Si le marché des changes a réagi vivement aux annonces de la BCE, les Bourses ont accueilli l'événement avec une relative sérénité.

Il est vrai qu'elles en avaient vu d'autres, avec un nouvel essai nucléaire de la Corée du Nord, plus puissant que les précédents, et les ouragans qui avancent les uns derrière les autres dans l'Atlantique. De quoi réduire l'appétit des investisseurs pour les actifs risqués et entraîner un regain de volatilité sur les marchés actions.

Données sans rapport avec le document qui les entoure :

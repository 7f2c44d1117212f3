//! Battle session - the single match the gate currently owns

use chrono::{DateTime, Utc};
use parking_lot::RwLock;
use tokio::sync::watch;
use uuid::Uuid;

use super::agent::Decision;
use super::results::SideStats;
use super::state::{AgentIdentity, BattleStatus, EndReason, Outcome, Side};

/// Mutable part of a session
#[derive(Debug)]
struct SessionState {
    status: BattleStatus,
    turn: u32,
    outcome: Option<Outcome>,
    end_reason: Option<EndReason>,
    ended_at: Option<DateTime<Utc>>,
    /// Raw protocol chunks, append-only
    log: Vec<String>,
    stats: [SideStats; 2],
    last_decision: [Option<Decision>; 2],
}

/// A battle between two agents
///
/// Status moves `Pending -> Active -> Ended` and never back. The turn number
/// only grows. The protocol log is only ever appended to.
#[derive(Debug)]
pub struct BattleSession {
    /// Unique identifier for this battle
    pub id: Uuid,

    /// Engine format id (e.g. `gen9randombattle`)
    pub format: String,

    p1: AgentIdentity,
    p2: AgentIdentity,

    /// Battle start time
    pub started_at: DateTime<Utc>,

    state: RwLock<SessionState>,

    /// Flips to true on the first switch-in
    ready: watch::Sender<bool>,
}

impl BattleSession {
    /// Create a new pending battle session
    pub fn new(format: impl Into<String>, p1: AgentIdentity, p2: AgentIdentity) -> Self {
        let (ready, _) = watch::channel(false);
        Self {
            id: Uuid::now_v7(),
            format: format.into(),
            p1,
            p2,
            started_at: Utc::now(),
            state: RwLock::new(SessionState {
                status: BattleStatus::Pending,
                turn: 0,
                outcome: None,
                end_reason: None,
                ended_at: None,
                log: Vec::new(),
                stats: [SideStats::default(), SideStats::default()],
                last_decision: [None, None],
            }),
            ready,
        }
    }

    pub fn identity(&self, side: Side) -> &AgentIdentity {
        match side {
            Side::P1 => &self.p1,
            Side::P2 => &self.p2,
        }
    }

    pub fn status(&self) -> BattleStatus {
        self.state.read().status
    }

    pub fn turn(&self) -> u32 {
        self.state.read().turn
    }

    pub fn outcome(&self) -> Option<Outcome> {
        self.state.read().outcome
    }

    pub fn end_reason(&self) -> Option<EndReason> {
        self.state.read().end_reason
    }

    pub fn ended_at(&self) -> Option<DateTime<Utc>> {
        self.state.read().ended_at
    }

    /// Move from Pending to Active. Returns false if the session already left Pending.
    pub fn activate(&self) -> bool {
        let mut state = self.state.write();
        if state.status != BattleStatus::Pending {
            return false;
        }
        state.status = BattleStatus::Active;
        true
    }

    /// Append a raw chunk and return its index in the log
    pub fn append_chunk(&self, chunk: impl Into<String>) -> usize {
        let mut state = self.state.write();
        state.log.push(chunk.into());
        state.log.len() - 1
    }

    /// Raise the turn number. Lower values are ignored.
    pub fn advance_turn(&self, turn: u32) -> bool {
        let mut state = self.state.write();
        if turn > state.turn {
            state.turn = turn;
            true
        } else {
            false
        }
    }

    /// Transition to Ended. Only the first call has any effect.
    pub fn finish(&self, outcome: Option<Outcome>, reason: EndReason) -> bool {
        let mut state = self.state.write();
        if state.status == BattleStatus::Ended {
            return false;
        }
        state.status = BattleStatus::Ended;
        state.outcome = outcome;
        state.end_reason = Some(reason);
        state.ended_at = Some(Utc::now());
        true
    }

    pub fn log(&self) -> Vec<String> {
        self.state.read().log.clone()
    }

    pub fn log_len(&self) -> usize {
        self.state.read().log.len()
    }

    /// Fold a decision into the side's running statistics
    pub fn record_decision(&self, side: Side, decision: &Decision) {
        let mut state = self.state.write();
        state.stats[side.index()].record(decision);
        state.last_decision[side.index()] = Some(decision.clone());
    }

    pub fn stats(&self, side: Side) -> SideStats {
        self.state.read().stats[side.index()].clone()
    }

    pub fn last_decision(&self, side: Side) -> Option<Decision> {
        self.state.read().last_decision[side.index()].clone()
    }

    /// Resolve the initial-ready signal
    pub fn mark_ready(&self) {
        self.ready.send_replace(true);
    }

    pub fn is_ready(&self) -> bool {
        *self.ready.borrow()
    }

    /// Wait until the first switch-in has been observed
    pub async fn wait_ready(&self) {
        let mut rx = self.ready.subscribe();
        // The sender lives in self, so this only returns Err if self is gone.
        let _ = rx.wait_for(|ready| *ready).await;
    }
}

Après avoir semé le chaos dans les Antilles, Irma menace les côtes de la Floride, quelques jours après la tempête tropicale Harvey qui a fait 60 morts au Texas et en Louisiane, laissant des dégâts estimés à 180 milliards de dollars qui pourraient amputer la croissance des Etats-Unis sur le trimestre en cours, voire également sur le suivant.

"Si Irma fait autant de dégâts, on aurait donc une facture Harvey + Irma comparable à celle de Katrina. L'impact sur la croissance pourrait être bien plus large que le 0,2-0,3 (point de pourcentage) initialement estimé après le passage de Harvey", écrivent dans une note les stratèges de la Banque postale Asset Management.